[Saved entries]

——

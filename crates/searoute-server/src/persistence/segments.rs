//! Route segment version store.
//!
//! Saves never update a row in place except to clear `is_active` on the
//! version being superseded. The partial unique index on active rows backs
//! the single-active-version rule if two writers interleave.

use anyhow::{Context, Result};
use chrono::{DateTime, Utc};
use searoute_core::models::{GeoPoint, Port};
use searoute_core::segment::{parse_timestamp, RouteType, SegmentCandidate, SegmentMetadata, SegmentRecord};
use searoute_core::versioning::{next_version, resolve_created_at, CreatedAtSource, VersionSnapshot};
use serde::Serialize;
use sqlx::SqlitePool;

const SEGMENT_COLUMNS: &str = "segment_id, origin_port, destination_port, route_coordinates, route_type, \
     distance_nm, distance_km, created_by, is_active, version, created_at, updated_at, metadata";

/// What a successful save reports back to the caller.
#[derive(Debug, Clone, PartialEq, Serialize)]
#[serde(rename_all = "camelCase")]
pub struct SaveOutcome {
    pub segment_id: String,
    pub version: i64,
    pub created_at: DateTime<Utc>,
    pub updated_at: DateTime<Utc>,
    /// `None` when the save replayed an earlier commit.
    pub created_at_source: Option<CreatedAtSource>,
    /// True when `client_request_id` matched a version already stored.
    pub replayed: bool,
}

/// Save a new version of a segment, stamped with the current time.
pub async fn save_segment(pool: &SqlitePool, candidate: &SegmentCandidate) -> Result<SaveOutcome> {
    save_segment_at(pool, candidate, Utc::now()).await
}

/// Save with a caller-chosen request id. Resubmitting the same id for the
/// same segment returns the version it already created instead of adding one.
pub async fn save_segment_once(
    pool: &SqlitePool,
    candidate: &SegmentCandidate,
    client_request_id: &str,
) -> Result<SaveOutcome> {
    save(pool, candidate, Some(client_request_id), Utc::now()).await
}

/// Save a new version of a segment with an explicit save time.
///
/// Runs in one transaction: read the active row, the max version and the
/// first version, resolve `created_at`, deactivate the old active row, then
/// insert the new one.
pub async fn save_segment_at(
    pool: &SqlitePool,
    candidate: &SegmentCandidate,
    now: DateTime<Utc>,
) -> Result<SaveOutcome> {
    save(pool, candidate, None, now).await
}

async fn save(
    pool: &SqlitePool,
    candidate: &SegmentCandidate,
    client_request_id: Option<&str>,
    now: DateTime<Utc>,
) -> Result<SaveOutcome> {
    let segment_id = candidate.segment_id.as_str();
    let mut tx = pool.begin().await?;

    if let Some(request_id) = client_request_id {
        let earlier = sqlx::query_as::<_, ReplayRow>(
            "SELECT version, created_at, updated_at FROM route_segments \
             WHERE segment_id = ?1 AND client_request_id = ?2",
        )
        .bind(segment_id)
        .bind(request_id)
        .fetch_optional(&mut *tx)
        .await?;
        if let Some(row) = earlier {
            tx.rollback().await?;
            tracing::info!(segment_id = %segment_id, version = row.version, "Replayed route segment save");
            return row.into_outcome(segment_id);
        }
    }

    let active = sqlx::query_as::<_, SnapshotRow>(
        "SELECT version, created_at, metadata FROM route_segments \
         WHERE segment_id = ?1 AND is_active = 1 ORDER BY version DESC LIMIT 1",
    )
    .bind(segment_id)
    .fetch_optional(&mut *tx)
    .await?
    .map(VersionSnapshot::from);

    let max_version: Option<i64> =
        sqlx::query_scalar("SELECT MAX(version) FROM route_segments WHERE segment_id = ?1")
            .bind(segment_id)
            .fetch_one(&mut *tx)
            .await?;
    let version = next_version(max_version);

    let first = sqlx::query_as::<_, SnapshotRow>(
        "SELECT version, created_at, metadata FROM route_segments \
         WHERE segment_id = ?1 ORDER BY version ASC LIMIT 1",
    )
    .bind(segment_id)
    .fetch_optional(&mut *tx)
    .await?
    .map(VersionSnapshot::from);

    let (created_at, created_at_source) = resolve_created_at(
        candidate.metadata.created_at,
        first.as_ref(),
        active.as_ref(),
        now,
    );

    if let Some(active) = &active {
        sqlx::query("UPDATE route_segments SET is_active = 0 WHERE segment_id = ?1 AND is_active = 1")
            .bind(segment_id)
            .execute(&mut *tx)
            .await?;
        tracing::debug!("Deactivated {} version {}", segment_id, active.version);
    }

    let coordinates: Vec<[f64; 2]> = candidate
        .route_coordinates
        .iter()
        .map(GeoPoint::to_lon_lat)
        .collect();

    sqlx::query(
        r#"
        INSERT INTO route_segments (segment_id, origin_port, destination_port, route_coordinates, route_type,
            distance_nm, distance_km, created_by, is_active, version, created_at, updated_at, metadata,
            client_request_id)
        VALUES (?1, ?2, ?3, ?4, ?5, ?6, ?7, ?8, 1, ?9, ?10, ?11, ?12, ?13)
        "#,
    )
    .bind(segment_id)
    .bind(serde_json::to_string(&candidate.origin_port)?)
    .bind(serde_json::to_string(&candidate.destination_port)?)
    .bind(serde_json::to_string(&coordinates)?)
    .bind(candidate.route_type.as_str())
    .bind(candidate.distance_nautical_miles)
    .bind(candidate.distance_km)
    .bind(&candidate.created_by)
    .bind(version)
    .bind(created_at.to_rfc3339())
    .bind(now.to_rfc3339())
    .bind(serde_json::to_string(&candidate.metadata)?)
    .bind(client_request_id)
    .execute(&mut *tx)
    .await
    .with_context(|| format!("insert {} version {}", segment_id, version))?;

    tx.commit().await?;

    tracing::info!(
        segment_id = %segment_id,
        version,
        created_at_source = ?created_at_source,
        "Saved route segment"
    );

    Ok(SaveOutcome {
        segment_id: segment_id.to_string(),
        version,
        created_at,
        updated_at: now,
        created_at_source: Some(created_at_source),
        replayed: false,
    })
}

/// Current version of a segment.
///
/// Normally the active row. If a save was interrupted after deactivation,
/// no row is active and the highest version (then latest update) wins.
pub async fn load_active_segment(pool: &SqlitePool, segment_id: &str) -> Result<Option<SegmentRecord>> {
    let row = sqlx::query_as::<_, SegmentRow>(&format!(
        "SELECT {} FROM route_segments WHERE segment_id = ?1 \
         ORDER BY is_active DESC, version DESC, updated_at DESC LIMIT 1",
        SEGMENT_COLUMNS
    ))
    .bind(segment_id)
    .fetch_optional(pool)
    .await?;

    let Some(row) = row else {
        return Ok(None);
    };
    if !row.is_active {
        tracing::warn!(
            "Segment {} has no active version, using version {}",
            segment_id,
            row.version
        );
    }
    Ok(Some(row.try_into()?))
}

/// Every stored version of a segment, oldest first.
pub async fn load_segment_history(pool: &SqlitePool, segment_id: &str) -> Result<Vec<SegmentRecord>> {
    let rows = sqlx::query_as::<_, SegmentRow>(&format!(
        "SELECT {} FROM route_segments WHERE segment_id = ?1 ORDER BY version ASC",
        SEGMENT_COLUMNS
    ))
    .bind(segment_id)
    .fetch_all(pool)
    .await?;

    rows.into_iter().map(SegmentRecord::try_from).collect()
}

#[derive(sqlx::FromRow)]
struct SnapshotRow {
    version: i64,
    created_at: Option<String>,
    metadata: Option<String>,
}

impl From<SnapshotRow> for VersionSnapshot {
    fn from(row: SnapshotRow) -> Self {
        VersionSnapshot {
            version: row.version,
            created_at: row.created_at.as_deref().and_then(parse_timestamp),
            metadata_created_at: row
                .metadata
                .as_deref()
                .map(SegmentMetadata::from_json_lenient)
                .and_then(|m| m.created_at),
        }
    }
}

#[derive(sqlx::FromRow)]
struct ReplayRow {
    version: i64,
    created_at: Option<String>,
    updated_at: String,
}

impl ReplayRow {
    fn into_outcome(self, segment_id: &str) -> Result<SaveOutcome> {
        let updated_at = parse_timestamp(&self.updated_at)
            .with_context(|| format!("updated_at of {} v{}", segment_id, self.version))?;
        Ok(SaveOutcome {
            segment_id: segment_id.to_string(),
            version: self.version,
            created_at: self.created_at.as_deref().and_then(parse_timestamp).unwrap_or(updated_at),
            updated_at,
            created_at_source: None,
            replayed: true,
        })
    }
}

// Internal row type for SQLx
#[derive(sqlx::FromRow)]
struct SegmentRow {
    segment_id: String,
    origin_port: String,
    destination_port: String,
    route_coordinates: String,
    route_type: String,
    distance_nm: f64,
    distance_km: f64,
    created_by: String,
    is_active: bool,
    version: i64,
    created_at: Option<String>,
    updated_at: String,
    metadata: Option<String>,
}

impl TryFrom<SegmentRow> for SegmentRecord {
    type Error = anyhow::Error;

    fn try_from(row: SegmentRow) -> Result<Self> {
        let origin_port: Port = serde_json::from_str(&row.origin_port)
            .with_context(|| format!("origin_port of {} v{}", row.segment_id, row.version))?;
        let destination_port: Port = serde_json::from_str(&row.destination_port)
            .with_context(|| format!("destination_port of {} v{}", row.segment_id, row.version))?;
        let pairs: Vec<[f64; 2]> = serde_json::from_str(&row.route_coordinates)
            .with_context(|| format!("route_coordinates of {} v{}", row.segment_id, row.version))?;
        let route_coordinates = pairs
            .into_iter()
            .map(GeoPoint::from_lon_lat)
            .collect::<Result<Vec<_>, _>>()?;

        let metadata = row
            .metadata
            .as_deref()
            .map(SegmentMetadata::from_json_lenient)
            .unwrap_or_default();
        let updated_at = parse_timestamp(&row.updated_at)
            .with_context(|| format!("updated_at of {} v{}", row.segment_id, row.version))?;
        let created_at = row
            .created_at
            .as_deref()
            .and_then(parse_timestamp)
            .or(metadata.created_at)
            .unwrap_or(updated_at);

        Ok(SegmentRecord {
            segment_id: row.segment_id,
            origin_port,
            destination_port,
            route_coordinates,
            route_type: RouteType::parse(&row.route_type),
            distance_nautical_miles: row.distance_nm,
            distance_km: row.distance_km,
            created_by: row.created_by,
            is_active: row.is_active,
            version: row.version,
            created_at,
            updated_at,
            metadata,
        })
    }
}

——

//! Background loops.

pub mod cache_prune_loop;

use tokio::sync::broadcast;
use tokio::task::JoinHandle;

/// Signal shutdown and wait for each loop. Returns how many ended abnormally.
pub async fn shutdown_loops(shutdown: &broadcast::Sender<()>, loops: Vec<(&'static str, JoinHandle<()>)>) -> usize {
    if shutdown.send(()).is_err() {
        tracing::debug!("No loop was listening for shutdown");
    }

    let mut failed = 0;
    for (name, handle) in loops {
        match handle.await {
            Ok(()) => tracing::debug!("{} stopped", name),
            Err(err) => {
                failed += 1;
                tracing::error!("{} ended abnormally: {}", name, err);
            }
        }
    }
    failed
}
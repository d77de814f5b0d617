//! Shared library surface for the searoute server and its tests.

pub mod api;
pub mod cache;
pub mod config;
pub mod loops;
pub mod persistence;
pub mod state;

——

## [Problem to solve]
Check each line above for the word "impl", and give only the number of lines that contain it.

## [Completed exercise]
3